Многие старые кружевницы бросили плетенье кружев, взялись за плетенье тюля для париков и зарабатывают несколько копеек лишних, но это ее не соблазняет. Уж пока жива будет, она останется при кружеве – и дело привычное, и всякое воспоминание с ним связано. В старости любит человек воспоминать и жалеть время, когда он был юн и исполнен счастливого безумия.

Она не гонится теперь ни за чем: ни за теперешнею мудростию, ни за теперешними выгодами. И разве вправду это такая великая мудрость и благополучие запасти несколько лишних су? Другим, другим все это она оставляет и им не завидует. Не принимают ли ее слушающие за старую дуру? Ах, боже мой! Часто она слыхала, что честят этим названьем стариков, но молодые-то, поглядите, с их умом и отвагою, много вперед ушли? Высоко очень поднялись?

Все это старая кружевница говорила, не отрываясь от своего плетенья, быстро пожимая плечами и бегло взглядывая по временам на присутствующих.

Деревенька из конца в конец пуста. Детей почти не попадается, молодого лица не встретишь. У окон все только видишь старух. Смеха, беготни, резвости никакой, – вместо того оханье, кашель, дряхлость. Кто еще пободрее сидит, трудно и медленно работает, кто слаб – сидит уныло, сложив руки, или печально бродит.
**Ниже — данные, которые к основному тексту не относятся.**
//! Embedding provider abstraction.

use crate::error::LlmError;
use async_trait::async_trait;

#[async_trait]
/// Embedding backend used by vector stores.
pub trait EmbeddingProvider: Send + Sync {
    /// Embed a batch of texts into fixed-length vectors, one per input.
    async fn embed(&self, input: Vec<String>) -> Result<Vec<Vec<f32>>, LlmError>;

    /// Embed a single text.
    async fn embed_one(&self, input: &str) -> Result<Vec<f32>, LlmError> {
        let mut vectors = self.embed(vec![input.to_string()]).await?;
        if vectors.is_empty() {
            return Err(LlmError::EmptyResponse);
        }
        Ok(vectors.swap_remove(0))
    }
}
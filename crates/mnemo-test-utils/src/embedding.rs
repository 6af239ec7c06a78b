use async_trait::async_trait;
use mnemo_llm::{EmbeddingProvider, LlmError};
use parking_lot::Mutex;
use std::collections::HashMap;

/// Embedding provider with fixed per-text vectors and a fallback.
///
/// Lets tests script exact similarity scores: map two texts onto vectors
/// with a known cosine and the store reports that score.
pub struct StaticEmbedding {
    vectors: Mutex<HashMap<String, Vec<f32>>>,
    fallback: Vec<f32>,
}

impl StaticEmbedding {
    /// Create a provider with the given fallback vector.
    pub fn new(fallback: Vec<f32>) -> Self {
        Self {
            vectors: Mutex::new(HashMap::new()),
            fallback,
        }
    }

    /// Map a text onto a fixed vector.
    pub fn with_vector(self, text: impl Into<String>, vector: Vec<f32>) -> Self {
        self.vectors.lock().insert(text.into(), vector);
        self
    }

    /// Map a text onto a fixed vector on an existing provider.
    pub fn insert(&self, text: impl Into<String>, vector: Vec<f32>) {
        self.vectors.lock().insert(text.into(), vector);
    }
}

#[async_trait]
impl EmbeddingProvider for StaticEmbedding {
    async fn embed(&self, input: Vec<String>) -> Result<Vec<Vec<f32>>, LlmError> {
        let vectors = self.vectors.lock();
        Ok(input
            .into_iter()
            .map(|text| vectors.get(&text).cloned().unwrap_or_else(|| self.fallback.clone()))
            .collect())
    }
}
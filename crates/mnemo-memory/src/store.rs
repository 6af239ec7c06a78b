//! Vector store interface and the in-process cosine-similarity backend.

use crate::error::MemoryError;
use crate::filter::FieldFilter;
use async_trait::async_trait;
use log::debug;
use mnemo_llm::EmbeddingProvider;
use parking_lot::RwLock;
use std::collections::BTreeMap;
use std::sync::Arc;
use uuid::Uuid;

/// Document stored in a vector backend: primary text plus sidecar fields.
#[derive(Debug, Clone, PartialEq)]
pub struct VectorDocument {
    /// Record identifier assigned by the backend.
    pub id: Uuid,
    /// Primary text, the embedded content.
    pub content: String,
    /// Sidecar metadata fields used for filtering.
    pub fields: BTreeMap<String, String>,
}

/// Search hit with its similarity score, higher is more similar.
#[derive(Debug, Clone, PartialEq)]
pub struct ScoredDocument {
    /// The matched document.
    pub document: VectorDocument,
    /// Similarity score reported by the backend.
    pub score: f32,
}

#[async_trait]
/// Vector-similarity backend used by the memory service.
///
/// Score thresholds are the caller's business: the store ranks and
/// returns, it never filters by score.
pub trait VectorMemoryStore: Send + Sync {
    /// Insert one document; atomic at this boundary, never partially applied.
    async fn store(
        &self,
        content: &str,
        fields: BTreeMap<String, String>,
    ) -> Result<Uuid, MemoryError>;

    /// Return up to `top_k` matches ordered by descending similarity.
    ///
    /// An empty index or no qualifying match yields an empty list, not an
    /// error.
    async fn search(
        &self,
        query: &str,
        filter: Option<&FieldFilter>,
        top_k: usize,
    ) -> Result<Vec<ScoredDocument>, MemoryError>;
}

struct Entry {
    document: VectorDocument,
    embedding: Vec<f32>,
}

/// In-process vector store ranking by cosine similarity.
pub struct InMemoryVectorStore {
    embedder: Arc<dyn EmbeddingProvider>,
    entries: RwLock<Vec<Entry>>,
}

impl InMemoryVectorStore {
    /// Create an empty store over the given embedding provider.
    pub fn new(embedder: Arc<dyn EmbeddingProvider>) -> Self {
        Self {
            embedder,
            entries: RwLock::new(Vec::new()),
        }
    }

    /// Number of stored documents.
    pub fn len(&self) -> usize {
        self.entries.read().len()
    }

    /// Whether the store holds no documents.
    pub fn is_empty(&self) -> bool {
        self.entries.read().is_empty()
    }
}

#[async_trait]
impl VectorMemoryStore for InMemoryVectorStore {
    async fn store(
        &self,
        content: &str,
        fields: BTreeMap<String, String>,
    ) -> Result<Uuid, MemoryError> {
        let embedding = self
            .embedder
            .embed_one(content)
            .await
            .map_err(|err| MemoryError::Embedding(err.to_string()))?;
        let document = VectorDocument {
            id: Uuid::new_v4(),
            content: content.to_string(),
            fields,
        };
        let id = document.id;
        self.entries.write().push(Entry {
            document,
            embedding,
        });
        debug!("stored vector document (id={id}, content_len={})", content.len());
        Ok(id)
    }

    async fn search(
        &self,
        query: &str,
        filter: Option<&FieldFilter>,
        top_k: usize,
    ) -> Result<Vec<ScoredDocument>, MemoryError> {
        if top_k == 0 || self.entries.read().is_empty() {
            return Ok(Vec::new());
        }
        let query_embedding = self
            .embedder
            .embed_one(query)
            .await
            .map_err(|err| MemoryError::Embedding(err.to_string()))?;

        let entries = self.entries.read();
        let mut scored = entries
            .iter()
            .filter(|entry| {
                filter.is_none_or(|filter| filter.matches(&entry.document.fields))
            })
            .map(|entry| ScoredDocument {
                document: entry.document.clone(),
                score: cosine_similarity(&query_embedding, &entry.embedding),
            })
            .collect::<Vec<_>>();
        scored.sort_by(|a, b| b.score.total_cmp(&a.score));
        scored.truncate(top_k);
        debug!(
            "vector search (query_len={}, matched={})",
            query.len(),
            scored.len()
        );
        Ok(scored)
    }
}

/// Cosine similarity between two vectors; zero when either has no norm.
fn cosine_similarity(a: &[f32], b: &[f32]) -> f32 {
    let mut dot = 0.0;
    let mut norm_a = 0.0;
    let mut norm_b = 0.0;
    for (&x, &y) in a.iter().zip(b.iter()) {
        dot += x * y;
        norm_a += x * x;
        norm_b += y * y;
    }
    if norm_a == 0.0 || norm_b == 0.0 {
        return 0.0;
    }
    dot / (norm_a.sqrt() * norm_b.sqrt())
}
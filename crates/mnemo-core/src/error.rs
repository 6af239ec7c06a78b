//! Error types for the orchestration crate.

use thiserror::Error;

/// Errors returned by orchestrator operations.
#[derive(Debug, Error)]
pub enum CoreError {
    /// Completion model failure on the primary response path.
    #[error("model error: {0}")]
    Model(String),
    /// Conversation store failure.
    #[error("store error: {0}")]
    Store(String),
    /// Memory service failure.
    #[error("memory error: {0}")]
    Memory(String),
}
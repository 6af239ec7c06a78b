//! Error types for memory operations.

/// Errors returned by vector stores and the memory service.
#[derive(Debug, thiserror::Error)]
pub enum MemoryError {
    /// Vector backend unreachable or rejected a write.
    #[error("storage error: {0}")]
    Storage(String),
    /// Embedding the content failed.
    #[error("embedding error: {0}")]
    Embedding(String),
}
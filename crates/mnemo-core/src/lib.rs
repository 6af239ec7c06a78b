//! Conversation orchestration for mnemo.
//!
//! Owns the per-user conversation state machine: history load/seed,
//! memory-context injection, completion calls, best-effort memory
//! extraction, summarization, and durable persistence.

mod cache;
mod chat;
mod codec;
mod error;
mod extract;
pub mod prompt;
mod store;
mod types;

/// Explicit per-user history cache.
pub use cache::ConversationCache;
/// Orchestrator, policy, and turn result types.
pub use chat::{ChatOrchestrator, ChatPolicy, ChatTurn, TurnTimings};
/// Persisted-record escape helpers, exposed for their round-trip law.
pub use codec::{escape, unescape};
/// Core error type.
pub use error::CoreError;
/// Extraction candidate parsing.
pub use extract::{MemoryCandidate, parse_candidates};
/// Conversation persistence interface and implementations.
pub use store::{ConversationStore, FileConversationStore, MemoryConversationStore, StoreError};
/// Message and role types.
pub use types::{Message, Role};
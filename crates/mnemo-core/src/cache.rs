//! Per-user conversation history cache.
//!
//! An explicit, injected store rather than ambient global state: construct
//! one at startup, share it by `Arc`, drop it to clear. Each user's entry
//! carries its own async mutex so a turn can hold the lock across the full
//! load-mutate-persist sequence, keeping concurrent requests for the same
//! user serialized instead of racing.

use crate::types::Message;
use parking_lot::RwLock;
use std::collections::HashMap;
use std::sync::Arc;
use tokio::sync::Mutex;

/// Shared history entry for one user.
pub type HistoryHandle = Arc<Mutex<Vec<Message>>>;

/// Concurrent map of user id to locked conversation history.
///
/// Once populated, the cached copy is authoritative; the durable store is
/// the fallback consulted only on a miss.
#[derive(Default)]
pub struct ConversationCache {
    entries: RwLock<HashMap<String, HistoryHandle>>,
}

impl ConversationCache {
    /// Create an empty cache.
    pub fn new() -> Self {
        Self::default()
    }

    /// Return the entry for a user, creating an empty one if absent.
    pub fn entry(&self, user_id: &str) -> HistoryHandle {
        if let Some(handle) = self.entries.read().get(user_id) {
            return handle.clone();
        }
        self.entries
            .write()
            .entry(user_id.to_string())
            .or_insert_with(|| Arc::new(Mutex::new(Vec::new())))
            .clone()
    }

    /// Return the entry for a user without creating one.
    pub fn get(&self, user_id: &str) -> Option<HistoryHandle> {
        self.entries.read().get(user_id).cloned()
    }

    /// Drop a user's entry.
    pub fn remove(&self, user_id: &str) {
        self.entries.write().remove(user_id);
    }

    /// Number of cached conversations.
    pub fn len(&self) -> usize {
        self.entries.read().len()
    }

    /// Whether the cache holds no conversations.
    pub fn is_empty(&self) -> bool {
        self.entries.read().is_empty()
    }
}

#[cfg(test)]
mod tests {
    use super::ConversationCache;
    use crate::types::Message;
    use pretty_assertions::assert_eq;

    #[tokio::test]
    async fn entry_is_stable_per_user() {
        let cache = ConversationCache::new();
        let first = cache.entry("alice");
        first.lock().await.push(Message::user("hi"));

        let second = cache.entry("alice");
        assert_eq!(second.lock().await.len(), 1);
        assert_eq!(cache.len(), 1);
    }

    #[tokio::test]
    async fn get_does_not_create() {
        let cache = ConversationCache::new();
        assert!(cache.get("alice").is_none());
        cache.entry("alice");
        assert!(cache.get("alice").is_some());
    }

    #[tokio::test]
    async fn remove_forgets_the_user() {
        let cache = ConversationCache::new();
        cache.entry("alice");
        cache.remove("alice");
        assert!(cache.get("alice").is_none());
        assert!(cache.is_empty());
        // Removing again is harmless.
        cache.remove("alice");
    }
}
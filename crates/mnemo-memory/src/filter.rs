//! Boolean filter expressions over document metadata fields.

use std::collections::BTreeMap;

/// Filter predicate evaluated against a document's metadata fields.
///
/// Supports equality and set-membership, composable with and/or. Missing
/// fields never match.
#[derive(Debug, Clone, PartialEq)]
pub enum FieldFilter {
    /// Field equals the given value.
    Eq {
        /// Field name.
        field: String,
        /// Expected value.
        value: String,
    },
    /// Field value is one of the given values.
    In {
        /// Field name.
        field: String,
        /// Accepted values.
        values: Vec<String>,
    },
    /// All sub-filters match.
    All(Vec<FieldFilter>),
    /// At least one sub-filter matches.
    Any(Vec<FieldFilter>),
}

impl FieldFilter {
    /// Equality filter.
    pub fn eq(field: impl Into<String>, value: impl Into<String>) -> Self {
        FieldFilter::Eq {
            field: field.into(),
            value: value.into(),
        }
    }

    /// Set-membership filter.
    pub fn is_in(field: impl Into<String>, values: impl IntoIterator<Item = String>) -> Self {
        FieldFilter::In {
            field: field.into(),
            values: values.into_iter().collect(),
        }
    }

    /// Conjunction of filters.
    pub fn all(filters: impl IntoIterator<Item = FieldFilter>) -> Self {
        FieldFilter::All(filters.into_iter().collect())
    }

    /// Disjunction of filters.
    pub fn any(filters: impl IntoIterator<Item = FieldFilter>) -> Self {
        FieldFilter::Any(filters.into_iter().collect())
    }

    /// Evaluate the filter against a field map.
    pub fn matches(&self, fields: &BTreeMap<String, String>) -> bool {
        match self {
            FieldFilter::Eq { field, value } => {
                fields.get(field).is_some_and(|actual| actual == value)
            }
            FieldFilter::In { field, values } => fields
                .get(field)
                .is_some_and(|actual| values.iter().any(|value| value == actual)),
            FieldFilter::All(filters) => filters.iter().all(|filter| filter.matches(fields)),
            FieldFilter::Any(filters) => filters.iter().any(|filter| filter.matches(fields)),
        }
    }
}
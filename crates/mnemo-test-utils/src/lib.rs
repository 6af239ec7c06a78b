//! Shared test doubles for mnemo crates.

mod embedding;
mod llm;

pub use embedding::StaticEmbedding;
pub use llm::{FailingChat, ScriptedChat};
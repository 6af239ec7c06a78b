//! HTTP surface for the mnemo chat service.

use anyhow::Result;
use axum::Router;
use axum::extract::{Query, State};
use axum::http::StatusCode;
use axum::response::{IntoResponse, Response};
use axum::routing::{get, post};
use axum::Json;
use clap::Parser;
use log::{error, info};
use mnemo_config::MnemoConfig;
use mnemo_core::{
    ChatOrchestrator, ChatPolicy, ChatTurn, ConversationCache, ConversationStore, CoreError,
    FileConversationStore, MemoryConversationStore, Message,
};
use mnemo_llm::OpenAiProvider;
use mnemo_memory::{InMemoryVectorStore, Memory, MemoryService};
use serde::Deserialize;
use serde_json::json;
use std::net::SocketAddr;
use std::path::PathBuf;
use std::sync::Arc;
use std::time::Duration;
use tower_http::trace::TraceLayer;

/// Memories listed by the admin endpoint: wide net, shallow floor.
const ADMIN_RETRIEVE_LIMIT: usize = 50;
const ADMIN_RETRIEVE_THRESHOLD: f32 = 0.1;

#[derive(Debug, Parser)]
#[command(name = "mnemo-server")]
#[command(about = "Agent-memory chat service")]
struct Cli {
    /// Path to a JSON5 config file.
    #[arg(long)]
    config: Option<PathBuf>,
    /// Override the configured listen address.
    #[arg(long)]
    listen: Option<SocketAddr>,
}

#[derive(Clone)]
struct AppState {
    orchestrator: Arc<ChatOrchestrator>,
    memory: Arc<MemoryService>,
}

#[derive(Debug, Deserialize)]
struct UserQuery {
    #[serde(rename = "userId")]
    user_id: String,
}

#[derive(Debug, Deserialize, Default)]
struct MemoryQuery {
    #[serde(rename = "userId")]
    user_id: Option<String>,
}

#[derive(Debug, Deserialize)]
struct SendRequest {
    message: String,
}

struct ApiError {
    status: StatusCode,
    message: String,
}

impl ApiError {
    fn internal(message: impl Into<String>) -> Self {
        Self {
            status: StatusCode::INTERNAL_SERVER_ERROR,
            message: message.into(),
        }
    }
}

impl From<CoreError> for ApiError {
    fn from(err: CoreError) -> Self {
        let status = match err {
            CoreError::Model(_) => StatusCode::BAD_GATEWAY,
            _ => StatusCode::INTERNAL_SERVER_ERROR,
        };
        Self {
            status,
            message: err.to_string(),
        }
    }
}

impl IntoResponse for ApiError {
    fn into_response(self) -> Response {
        error!("request failed ({}): {}", self.status, self.message);
        (self.status, Json(json!({ "error": self.message }))).into_response()
    }
}

async fn send_message(
    State(state): State<AppState>,
    Query(query): Query<UserQuery>,
    Json(request): Json<SendRequest>,
) -> Result<Json<ChatTurn>, ApiError> {
    let turn = state
        .orchestrator
        .send_message(&request.message, &query.user_id)
        .await?;
    Ok(Json(turn))
}

async fn get_history(
    State(state): State<AppState>,
    Query(query): Query<UserQuery>,
) -> Json<Vec<Message>> {
    Json(state.orchestrator.history(&query.user_id).await)
}

async fn clear_history(
    State(state): State<AppState>,
    Query(query): Query<UserQuery>,
) -> Result<Json<serde_json::Value>, ApiError> {
    state.orchestrator.clear_history(&query.user_id).await?;
    Ok(Json(json!({ "status": "success" })))
}

async fn retrieve_memories(
    State(state): State<AppState>,
    Query(query): Query<MemoryQuery>,
) -> Result<Json<Vec<Memory>>, ApiError> {
    let memories = state
        .memory
        .retrieve_memories(
            "",
            None,
            query.user_id.as_deref(),
            ADMIN_RETRIEVE_LIMIT,
            ADMIN_RETRIEVE_THRESHOLD,
        )
        .await
        .map_err(|err| ApiError::internal(err.to_string()))?;
    Ok(Json(
        memories.into_iter().map(|stored| stored.memory).collect(),
    ))
}

fn router(state: AppState) -> Router {
    Router::new()
        .route("/api/chat/send", post(send_message))
        .route("/api/chat/history", get(get_history).delete(clear_history))
        .route("/api/memory/retrieve", get(retrieve_memories))
        .layer(TraceLayer::new_for_http())
        .with_state(state)
}

fn build_state(config: &MnemoConfig) -> Result<AppState> {
    let mut provider = OpenAiProvider::new(
        config.llm.chat_model.clone(),
        config.llm.embedding_model.clone(),
    )?
    .with_base_url(config.llm.base_url.clone());
    if let Ok(api_key) = std::env::var(&config.llm.api_key_env) {
        provider = provider.with_api_key(api_key);
    }
    let provider = Arc::new(provider);

    let vectors = Arc::new(InMemoryVectorStore::new(provider.clone()));
    let memory = Arc::new(MemoryService::new(
        vectors,
        config.memory.dedup_threshold,
    ));

    let ttl = Duration::from_secs(config.conversation.ttl_secs);
    let store: Arc<dyn ConversationStore> = match &config.conversation.path {
        Some(path) => Arc::new(FileConversationStore::new(path, ttl)?),
        None => Arc::new(MemoryConversationStore::new(ttl)),
    };

    let orchestrator = Arc::new(ChatOrchestrator::new(
        provider,
        memory.clone(),
        store,
        Arc::new(ConversationCache::new()),
        ChatPolicy::from_config(config),
    ));
    Ok(AppState {
        orchestrator,
        memory,
    })
}

#[tokio::main]
async fn main() -> Result<()> {
    env_logger::init();
    let cli = Cli::parse();

    let config = match &cli.config {
        Some(path) => MnemoConfig::load_from_path(path)?,
        None => MnemoConfig::default(),
    };
    let listen: SocketAddr = match cli.listen {
        Some(listen) => listen,
        None => config.server.listen.parse()?,
    };

    let state = build_state(&config)?;
    let app = router(state);

    info!("listening on {listen}");
    let listener = tokio::net::TcpListener::bind(listen).await?;
    axum::serve(listener, app).await?;
    Ok(())
}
Попадаются старухи, сохранившие бойкость в работе, живость в речи, даже юркость в теле; но они глядят еще жестче и неприязненней, и похожи собою на зловредных недоброжелательных фей, о которых сказывают французские сказки, обиженных неприглашением на жданный пир, только лишенных сил и средств отмстить и отплатить за обиду.

Что-то такое безотрадное царит над всем селеньем, что-то такое горькое, сухое, несмотря на обширность зеленых лесов вокруг, на летнюю теплоту и ясность, на всю благодать природы.


Примітки

Теофил(ь) де-Вио (1590 – 1626) – французький письменник, представник вишуканого стилю.

Подається за виданням: Марко Вовчок Твори в семи томах. – К.: Наукова думка, 1964 р., т. 2, с. 556 – 570.